The Crocheted Brain

Crocheti ergo sum. 

Or that’s how it feels, when I’m not at work. Ever since I gingerly picked up a crochet hook last September, I’ve been smitten with it. It’s easy (read: easier than knitting), so versatile, so quick, so engaging….

*Ahem*

What I mean to say is, when I’m not doing teaching or research, this is what I love doing – and since it’s the Easter holidays I thought this a good time to post about it. I’ve had great fun with a number of projects, from toys to blankets, and have just found the Oxford Drunken Knitwits whom I am planning to meet with soon.

Not that Psychology and crochet don’t mix, of course. I’ve recently crocheted a brain.
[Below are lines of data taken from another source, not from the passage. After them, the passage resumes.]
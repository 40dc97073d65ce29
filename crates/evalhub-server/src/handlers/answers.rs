use std::collections::HashMap;

use axum::extract::State;
use evalhub_api::{ApiError, ApiResponse};
use evalhub_auth::{BearerAuth, policy};
use evalhub_core::{
    Answer, Evaluation, EvaluationQuestion, Model, NewAnswer, Principal, Question, Record,
    ResourceId, ResourceType, validate_answer,
};
use evalhub_storage::{FindScope, RecordFilter, StorageError, Transaction};
use serde_json::{Map, Value, json};

use super::evaluations::ordered_questions;
use super::{ApiResult, JsonBody, merge, permit};
use crate::join::parse_id;
use crate::resolver::{RequestParams, ResolveAction};
use crate::server::AppState;

pub const ALREADY_ANSWERED: &str = "You have already answered this question";

const PERMITTED: &[&str] = &["answer_text", "selected_options"];

/// The caller's own answers within an evaluation.
pub async fn index(
    State(state): State<AppState>,
    BearerAuth(principal): BearerAuth,
    params: RequestParams,
) -> ApiResult {
    let chain = state
        .resolver
        .resolve(ResourceType::Evaluation, &params, ResolveAction::Read)
        .await?;
    policy::require_access(&principal, &chain)?;

    let questions: HashMap<ResourceId, Question> = ordered_questions(&state, chain.target().id())
        .await?
        .into_iter()
        .map(|(link, question)| (link.id, question))
        .collect();
    let filter = RecordFilter::new().referencing(ResourceType::User, principal.id);
    let answers: Vec<Value> = state
        .storage
        .list(ResourceType::Answer, &filter)
        .await?
        .into_iter()
        .filter_map(Answer::from_record)
        .filter_map(|answer| {
            let question = questions.get(&answer.evaluation_question_id)?;
            Some(answer_data(&answer, question))
        })
        .collect();

    let Some(evaluation) = chain.target_as::<Evaluation>() else {
        return Err(ApiError::internal("evaluation chain without evaluation"));
    };
    Ok(ApiResponse::ok(
        "Answers retrieved successfully",
        json!({
            "evaluation": {"id": evaluation.id, "name": evaluation.name},
            "answers": answers,
        }),
    ))
}

pub async fn show(
    State(state): State<AppState>,
    BearerAuth(principal): BearerAuth,
    params: RequestParams,
) -> ApiResult {
    let (answer, question) = owned_answer(&state, &principal, &params).await?;
    Ok(ApiResponse::ok(
        "Answer retrieved successfully",
        answer_data(&answer, &question),
    ))
}

/// Answers one evaluation question. A second answer by the same user is a
/// conflict whether caught by the pre-check or by the unique index.
pub async fn create(
    State(state): State<AppState>,
    BearerAuth(principal): BearerAuth,
    params: RequestParams,
    body: JsonBody,
) -> ApiResult {
    let chain = state
        .resolver
        .resolve(ResourceType::EvaluationQuestion, &params, ResolveAction::Read)
        .await?;
    policy::require_access(&principal, &chain)?;
    let Some(link) = chain.target_as::<EvaluationQuestion>() else {
        return Err(ApiError::internal("chain target is not an evaluation question"));
    };

    let existing = RecordFilter::new()
        .referencing(ResourceType::User, principal.id)
        .referencing(ResourceType::EvaluationQuestion, link.id);
    if state
        .storage
        .first(ResourceType::Answer, &existing)
        .await?
        .is_some()
    {
        tracing::debug!(
            user_id = %principal.id,
            evaluation_question_id = %link.id,
            "duplicate answer rejected"
        );
        return Err(ApiError::conflict(ALREADY_ANSWERED));
    }

    let question = question_of(&state, link).await?;
    let draft = answer_draft(&principal, link.id, &body.resource("answer"))?;
    validate_answer(
        question.question_type,
        draft.answer_text.as_deref(),
        &draft.selected_options,
    )
    .into_result()?;

    let created = state
        .storage
        .create(draft.into())
        .await
        .map_err(already_answered)?;
    let Some(answer) = Answer::from_record(created) else {
        return Err(ApiError::internal("answer insert returned another resource"));
    };
    tracing::info!(answer_id = %answer.id, user_id = %principal.id, "answer created");
    Ok(ApiResponse::created(
        "Answer created successfully",
        answer_data(&answer, &question),
    ))
}

pub async fn update(
    State(state): State<AppState>,
    BearerAuth(principal): BearerAuth,
    params: RequestParams,
    body: JsonBody,
) -> ApiResult {
    let (answer, question) = owned_answer(&state, &principal, &params).await?;
    let attributes = permit(&body.resource("answer"), PERMITTED);
    let merged = merge(&Record::from(answer), &attributes)?;
    if let Record::Answer(candidate) = &merged {
        validate_answer(
            question.question_type,
            candidate.answer_text.as_deref(),
            &candidate.selected_options,
        )
        .into_result()?;
    }

    let updated = state.storage.update(merged).await?;
    let Some(answer) = Answer::from_record(updated) else {
        return Err(ApiError::internal("answer update returned another resource"));
    };
    Ok(ApiResponse::ok(
        "Answer updated successfully",
        answer_data(&answer, &question),
    ))
}

pub async fn destroy(
    State(state): State<AppState>,
    BearerAuth(principal): BearerAuth,
    params: RequestParams,
) -> ApiResult {
    let (answer, _) = owned_answer(&state, &principal, &params).await?;
    state.storage.delete(ResourceType::Answer, answer.id).await?;
    tracing::info!(answer_id = %answer.id, user_id = %principal.id, "answer deleted");
    Ok(ApiResponse::message("Answer deleted successfully"))
}

/// Submits many answers in one transaction.
///
/// Rows are checked in order and every failure is collected. If any row
/// fails nothing is persisted and the response lists all failures.
pub async fn bulk_create(
    State(state): State<AppState>,
    BearerAuth(principal): BearerAuth,
    params: RequestParams,
    body: JsonBody,
) -> ApiResult {
    let chain = state
        .resolver
        .resolve(ResourceType::Evaluation, &params, ResolveAction::Read)
        .await?;
    policy::require_access(&principal, &chain)?;
    let evaluation_id = chain.target().id();

    let rows: Vec<Map<String, Value>> = match body.0.get("answers") {
        Some(Value::Array(items)) => items
            .iter()
            .map(|item| item.as_object().cloned().unwrap_or_default())
            .collect(),
        _ => Vec::new(),
    };

    let mut tx = state.storage.begin_transaction().await?;
    let outcome = submit_rows(tx.as_mut(), &principal, evaluation_id, &rows).await;
    let (created, errors) = match outcome {
        Ok(result) => result,
        Err(e) => {
            tx.rollback().await?;
            return Err(e.into());
        }
    };

    if !errors.is_empty() {
        tx.rollback().await?;
        tracing::debug!(
            user_id = %principal.id,
            evaluation_id = %evaluation_id,
            failures = errors.len(),
            "bulk submission rejected"
        );
        return Err(ApiError::validation_messages(errors));
    }
    tx.commit().await?;

    tracing::info!(
        user_id = %principal.id,
        evaluation_id = %evaluation_id,
        count = created.len(),
        "bulk submission stored"
    );
    let data: Vec<Value> = created
        .iter()
        .map(|(answer, question)| answer_data(answer, question))
        .collect();
    Ok(ApiResponse::created(
        format!("Successfully submitted {} answers", created.len()),
        Value::Array(data),
    ))
}

type Submitted = (Vec<(Answer, Question)>, Vec<String>);

async fn submit_rows(
    tx: &mut dyn Transaction,
    principal: &Principal,
    evaluation_id: ResourceId,
    rows: &[Map<String, Value>],
) -> Result<Submitted, StorageError> {
    let mut created = Vec::new();
    let mut errors = Vec::new();

    for row in rows {
        let raw_id = row.get("evaluation_question_id").cloned().unwrap_or(Value::Null);
        let link = match parse_id(&raw_id) {
            Some(id) => tx
                .find(ResourceType::EvaluationQuestion, id, FindScope::Active)
                .await?
                .and_then(EvaluationQuestion::from_record)
                .filter(|link| link.evaluation_id == evaluation_id),
            None => None,
        };
        let Some(link) = link else {
            errors.push(format!("Evaluation question {} not found", display_raw(&raw_id)));
            continue;
        };
        let Some(question) = tx
            .find(ResourceType::Question, link.question_id, FindScope::WithDeleted)
            .await?
            .and_then(Question::from_record)
        else {
            errors.push(format!("Evaluation question {} not found", link.id));
            continue;
        };

        let existing = RecordFilter::new()
            .referencing(ResourceType::User, principal.id)
            .referencing(ResourceType::EvaluationQuestion, link.id);
        if !tx.list(ResourceType::Answer, &existing).await?.is_empty() {
            errors.push(format!("Already answered question: {}", question.question_text));
            continue;
        }

        let draft = match answer_draft(principal, link.id, row) {
            Ok(draft) => draft,
            Err(e) => {
                errors.push(e.public_message().to_string());
                continue;
            }
        };
        let shape = validate_answer(
            question.question_type,
            draft.answer_text.as_deref(),
            &draft.selected_options,
        );
        if !shape.is_empty() {
            errors.extend(shape.full_messages());
            continue;
        }

        match tx.create(draft.into()).await {
            Ok(record) => {
                if let Some(answer) = Answer::from_record(record) {
                    created.push((answer, question));
                }
            }
            Err(StorageError::Validation(invalid)) => errors.extend(invalid.full_messages()),
            Err(e) if e.is_unique_violation() => {
                errors.push(format!("Already answered question: {}", question.question_text));
            }
            Err(e) => return Err(e),
        }
    }
    Ok((created, errors))
}

/// Resolves the answer chain and checks tenant access and ownership.
async fn owned_answer(
    state: &AppState,
    principal: &Principal,
    params: &RequestParams,
) -> Result<(Answer, Question), ApiError> {
    let chain = state
        .resolver
        .resolve(ResourceType::Answer, params, ResolveAction::Read)
        .await?;
    policy::require_access(principal, &chain)?;
    let (Some(answer), Some(link)) = (
        chain.target_as::<Answer>(),
        chain.find::<EvaluationQuestion>(),
    ) else {
        return Err(ApiError::internal("answer chain is incomplete"));
    };
    policy::require_ownership(principal, answer)?;
    let question = question_of(state, link).await?;
    Ok((answer.clone(), question))
}

// Soft-deleted questions still describe the answers given to them.
async fn question_of(state: &AppState, link: &EvaluationQuestion) -> Result<Question, ApiError> {
    state
        .storage
        .find(ResourceType::Question, link.question_id, FindScope::WithDeleted)
        .await?
        .and_then(Question::from_record)
        .ok_or_else(|| {
            StorageError::not_found(ResourceType::Question, link.question_id).into()
        })
}

fn answer_draft(
    principal: &Principal,
    evaluation_question_id: ResourceId,
    attributes: &Map<String, Value>,
) -> Result<NewAnswer, ApiError> {
    let mut columns = permit(attributes, PERMITTED);
    columns.insert("user_id".into(), Value::from(principal.id.get()));
    columns.insert(
        "evaluation_question_id".into(),
        Value::from(evaluation_question_id.get()),
    );
    serde_json::from_value(Value::Object(columns))
        .map_err(|e| ApiError::bad_request(format!("Invalid answer: {e}")))
}

fn already_answered(err: StorageError) -> ApiError {
    if err.is_unique_violation() {
        ApiError::conflict(ALREADY_ANSWERED)
    } else {
        err.into()
    }
}

fn display_raw(value: &Value) -> String {
    match value {
        Value::String(s) => s.clone(),
        Value::Null => String::new(),
        other => other.to_string(),
    }
}

/// Text answers read as their text; choice answers as their options joined.
fn formatted_answer(answer: &Answer, question: &Question) -> String {
    if question.question_type.uses_options() {
        answer.selected_options.join(", ")
    } else {
        answer.answer_text.clone().unwrap_or_default()
    }
}

fn answer_data(answer: &Answer, question: &Question) -> Value {
    let mut json = Record::from(answer.clone()).to_json();
    if let Value::Object(map) = &mut json {
        map.insert(
            "question".into(),
            json!({
                "id": question.id,
                "question_text": question.question_text,
                "question_type": question.question_type,
                "options": question.options,
            }),
        );
        map.insert(
            "formatted_answer".into(),
            Value::String(formatted_answer(answer, question)),
        );
    }
    json
}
Yes, a brain –

155

– at a colleague’s behest. That was good fun – especially as I couldn’t find any patterns in front of pay walls (spot another link to academia) and eventually devised my own (which I will freely share at your request).
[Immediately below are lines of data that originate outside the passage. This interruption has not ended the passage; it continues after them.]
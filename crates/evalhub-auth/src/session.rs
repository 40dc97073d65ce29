//! Session storage contracts and the session authenticator.
//!
//! A principal holds at most one active session: issuing a new token
//! supersedes the previous one. Expired sessions are removed lazily when
//! they are next presented.

use std::sync::Arc;

use async_trait::async_trait;
use evalhub_core::{Principal, ResourceId};
use serde::{Deserialize, Serialize};
use time::OffsetDateTime;

use crate::AuthResult;
use crate::config::AuthConfig;
use crate::error::AuthError;
use crate::token::{SessionToken, extract_token, generate_token, hash_token};

/// A persisted session. Holds the token digest, never the raw token.
#[derive(Debug, Clone, PartialEq, Eq, Serialize, Deserialize)]
pub struct Session {
    pub token_hash: String,
    pub principal_id: ResourceId,
    #[serde(with = "time::serde::rfc3339")]
    pub issued_at: OffsetDateTime,
    #[serde(with = "time::serde::rfc3339")]
    pub expires_at: OffsetDateTime,
}

impl Session {
    #[must_use]
    pub fn is_expired_at(&self, now: OffsetDateTime) -> bool {
        now >= self.expires_at
    }
}

/// Storage for sessions.
#[async_trait]
pub trait SessionStorage: Send + Sync {
    /// Stores `session` as the principal's only session.
    ///
    /// Returns the session it replaced, if any. The replaced token must no
    /// longer be found by [`SessionStorage::find_by_token_hash`].
    async fn replace(&self, session: Session) -> AuthResult<Option<Session>>;

    /// Finds a session by token digest, regardless of expiry.
    async fn find_by_token_hash(&self, token_hash: &str) -> AuthResult<Option<Session>>;

    /// Removes the session with this digest. Returns whether one existed.
    async fn delete_by_token_hash(&self, token_hash: &str) -> AuthResult<bool>;

    /// Removes the principal's session. Returns whether one existed.
    async fn delete_for_principal(&self, principal_id: ResourceId) -> AuthResult<bool>;
}

/// Loads the principal a session belongs to.
#[async_trait]
pub trait PrincipalStorage: Send + Sync {
    async fn find_principal(&self, id: ResourceId) -> AuthResult<Option<Principal>>;
}

/// Resolves bearer tokens to principals and manages session lifecycles.
#[derive(Clone)]
pub struct SessionAuthenticator {
    sessions: Arc<dyn SessionStorage>,
    principals: Arc<dyn PrincipalStorage>,
    ttl: time::Duration,
}

impl SessionAuthenticator {
    pub fn new(
        sessions: Arc<dyn SessionStorage>,
        principals: Arc<dyn PrincipalStorage>,
        config: &AuthConfig,
    ) -> Self {
        let ttl = time::Duration::try_from(config.session_ttl)
            .unwrap_or_else(|_| time::Duration::days(7));
        Self {
            sessions,
            principals,
            ttl,
        }
    }

    pub fn ttl(&self) -> time::Duration {
        self.ttl
    }

    /// Resolves a raw token. Unknown, superseded and expired tokens yield `None`.
    pub async fn authenticate(&self, token: &str) -> AuthResult<Option<Principal>> {
        if token.is_empty() {
            return Ok(None);
        }
        let token_hash = hash_token(token);
        let Some(session) = self.sessions.find_by_token_hash(&token_hash).await? else {
            tracing::debug!("unknown session token presented");
            return Ok(None);
        };

        if session.is_expired_at(OffsetDateTime::now_utc()) {
            tracing::debug!(principal_id = %session.principal_id, "expired session token presented");
            self.sessions.delete_by_token_hash(&token_hash).await?;
            return Ok(None);
        }

        let principal = self.principals.find_principal(session.principal_id).await?;
        if principal.is_none() {
            tracing::debug!(principal_id = %session.principal_id, "session principal no longer exists");
            self.sessions.delete_by_token_hash(&token_hash).await?;
        }
        Ok(principal)
    }

    /// Resolves an `Authorization` header value, failing with the 401 variants.
    pub async fn authenticate_header(&self, header: Option<&str>) -> AuthResult<Principal> {
        let token = header
            .and_then(extract_token)
            .ok_or(AuthError::MissingToken)?;
        self.authenticate(token)
            .await?
            .ok_or(AuthError::InvalidSession)
    }

    /// Issues a new token for `principal`, superseding any previous one.
    pub async fn create_session(&self, principal: &Principal) -> AuthResult<SessionToken> {
        let token = generate_token();
        let issued_at = OffsetDateTime::now_utc();
        let expires_at = issued_at
            .checked_add(self.ttl)
            .ok_or_else(|| AuthError::internal("session expiry overflows"))?;

        let session = Session {
            token_hash: hash_token(&token),
            principal_id: principal.id,
            issued_at,
            expires_at,
        };
        let superseded = self.sessions.replace(session).await?;
        tracing::debug!(
            principal_id = %principal.id,
            superseded = superseded.is_some(),
            "session created"
        );

        Ok(SessionToken {
            token,
            principal_id: principal.id,
            issued_at,
            expires_at,
        })
    }

    /// Ends the principal's session. Returns whether one was active.
    pub async fn invalidate(&self, principal: &Principal) -> AuthResult<bool> {
        let removed = self.sessions.delete_for_principal(principal.id).await?;
        tracing::debug!(principal_id = %principal.id, removed, "session invalidated");
        Ok(removed)
    }
}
And, a 2012 review article by Rosemary Kingston  in PsyPAG Quarterly extols the benefits of knitting via research evidence. Specifically, while some research has suggested that knitting and crochet attenuate symptoms of anxiety, Kingston points out that benefits might also be derived from knitting as it is a “mindful” and creative activity, with research suggesting that both mindfulness and creative pursuits have a positive impact on mental well-being. What’s more, the Knitwit’s blog, which is fantastic, even has some posts under the topic of mental health, on knitting and “unraveling mental health perceptions”.

So crochet is good for you, too 🙂 What hobbies do other PhD students and post-docs or lecturers pursue in their spare time? Anyone want to join me for some crochet?